Laporan para aktivis kelompok HAM mengatakan China telah menahan lebih dari satu juta orang dari mayoritas etnik minoritas Muslim di provinsi Xinjiang sejak 2017.
Kekhawatiran global terhadap kamp di Xinjiang telah meningkat dalam beberapa bulan terakhir, di mana Menteri Luar Negeri Amerika Serikat Michael Pompeo menyebut perlakuan Beijing terhadap minoritas Muslim "sebagai noda abad ini."
Satuybay mengatakan selain penyiksaan, para tahanan juga menjadi sasaran eksperimen medis yang misterius.
"Para tahanan diberikan pil atau suntikan," katanya. “(Itu) memiliki berbagai macam efek," ujarnya.
“Beberapa tahanan secara kognitif melemah. Wanita berhenti mendapatkan menstruasi mereka dan pria menjadi steril," paparnya.
Wanita berusia 43 tahun itu diinstruksikan untuk mengajarkan lagu-lagu propaganda dan slogan-slogan propaganda Partai Komunis.
Sebagai seorang guru kamp, ia menghindari kondisi terburuk yang diduga. Para tahanan dipaksa untuk melantunkan slogan-slogan seperti; "Saya cinta China", "Terima kasih kepada Partai Komunis", "Saya orang China" dan "Saya suka Xi Jinping".
Sautybay juga mengatakan bahwa semua tahanan, termasuk tahanan Muslim yang taat, dipaksa untuk makan daging babi.

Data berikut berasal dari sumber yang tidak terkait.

//! Audio subsystem module

pub mod buffer;
pub mod device;
pub mod output;
pub mod playback;

pub use buffer::{frame_queue, EncodedFrame, FrameReceiver, FrameSender, PlaybackBuffer, Pop};
pub use device::{find_output_device, list_output_devices, OutputDeviceInfo};
pub use output::{AudioOutput, CpalOutput};
pub use playback::{
    PlaybackEngine, PlaybackOptions, PlaybackSnapshot, PlaybackStats,
};
impl<C: Codec, O: AudioOutput> PlaybackEngine<C, O> {
    pub fn new(
        frames: FrameReceiver,
        codec: C,
        output: O,
        options: PlaybackOptions,
        fault: SharedFaultHandler,
    ) -> Self {
        Self {
            frames,
            codec: FrameCodec::new(codec, DECODE_SAMPLE_RATE, DECODE_CHANNELS),
            output,
            buffer: PlaybackBuffer::new(DECODE_CHANNELS, MAX_DECODED_FRAME_SIZE),
            timing: DecodeTiming::default(),
            stats: Arc::new(PlaybackStats::default()),
            options,
            fault,
            sample_rate: DECODE_SAMPLE_RATE,
            playing: false,
        }
    }

    pub fn stats(&self) -> Arc<PlaybackStats> {
        self.stats.clone()
    }

    pub fn codec(&self) -> &FrameCodec<C> {
        &self.codec
    }

    /// Runs until every producer of the frame queue is gone.
    pub fn run(&mut self) {
        if let Err(e) = self.output.configure(self.sample_rate) {
            self.fault.fatal("playback", &e);
        }

        while let Some(frame) = self.next_frame() {
            self.play(frame);
        }

        if self.playing {
            self.set_playing(false);
        }
        tracing::debug!("Frame queue closed, playback loop exiting");
    }

    /// Moves the engine onto its own thread.
    pub fn spawn(mut self) -> std::io::Result<JoinHandle<()>>
    where
        C: 'static,
        O: 'static,
    {
        thread::Builder::new()
            .name("playback".to_string())
            .spawn(move || self.run())
    }

    fn next_frame(&mut self) -> Option<EncodedFrame> {
        if self.playing {
            let timeout = self.timing.wait_timeout(self.output.service_interval());
            loop {
                match self.frames.pop_timeout(timeout) {
                    Pop::Frame(frame) if !frame.is_empty() => return Some(frame),
                    Pop::StreamStart => self.start_stream(),
                    Pop::Closed => return None,
                    Pop::Frame(_) | Pop::TimedOut => {
                        self.underflow();
                        break;
                    }
                }
            }
        }

        // output is stopped; latency no longer matters
        loop {
            match self.frames.pop() {
                Pop::Frame(frame) if !frame.is_empty() => return Some(frame),
                Pop::StreamStart => self.start_stream(),
                Pop::Closed => return None,
                Pop::Frame(_) | Pop::TimedOut => continue,
            }
        }
    }

    fn start_stream(&mut self) {
        tracing::debug!("New stream, discarding decoder state");
        self.codec.reset();
    }

    fn underflow(&mut self) {
        self.set_playing(false);
        let count = self.stats.underflows.fetch_add(1, Ordering::Relaxed) + 1;
        if count % UNDERFLOW_LOG_INTERVAL == 0 {
            tracing::warn!("Underflow at {}", count);
        } else {
            tracing::debug!("Underflow, output stopped");
        }
    }

    fn play(&mut self, frame: EncodedFrame) {
        self.stats
            .queued_frames
            .store(self.frames.len() as u64, Ordering::Relaxed);

        if !self.playing {
            self.set_playing(true);
        }

        let started = Instant::now();
        let decoded = self.codec.decode(frame.payload(), &mut self.buffer);
        self.timing.record(started.elapsed());
        self.stats
            .average_decode_ticks
            .store(self.timing.average_ticks(), Ordering::Relaxed);

        let pcm = match decoded {
            Ok(pcm) => pcm,
            Err(e) if self.options.skip_undecodable_frames => {
                tracing::warn!("Dropping undecodable frame of {} bytes: {}", frame.len(), e);
                self.stats.decode_errors.fetch_add(1, Ordering::Relaxed);
                return;
            }
            Err(e) => self.fault.fatal("playback", &e),
        };

        if let Err(e) = write_all(&mut self.output, pcm) {
            self.fault.fatal("playback", &e);
        }
        self.stats.frames_played.fetch_add(1, Ordering::Relaxed);
    }

    fn set_playing(&mut self, playing: bool) {
        let result = if playing {
            self.output.start()
        } else {
            self.output.stop()
        };
        if let Err(e) = result {
            self.fault.fatal("playback", &e);
        }
        self.playing = playing;
        self.stats.playing.store(playing, Ordering::Relaxed);
    }
}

"Makanannya buruk, tidak ada cukup waktu untuk tidur dan kebersihannya mengerikan," kata guru tersebut.
Pada bulan Maret 2018, wanita berusia 43 tahun itu dibebaskan dari kamp dan diperintahkan untuk kembali ke perannya sebelumnya sebagai direktur lima taman kanak-kanak (TK).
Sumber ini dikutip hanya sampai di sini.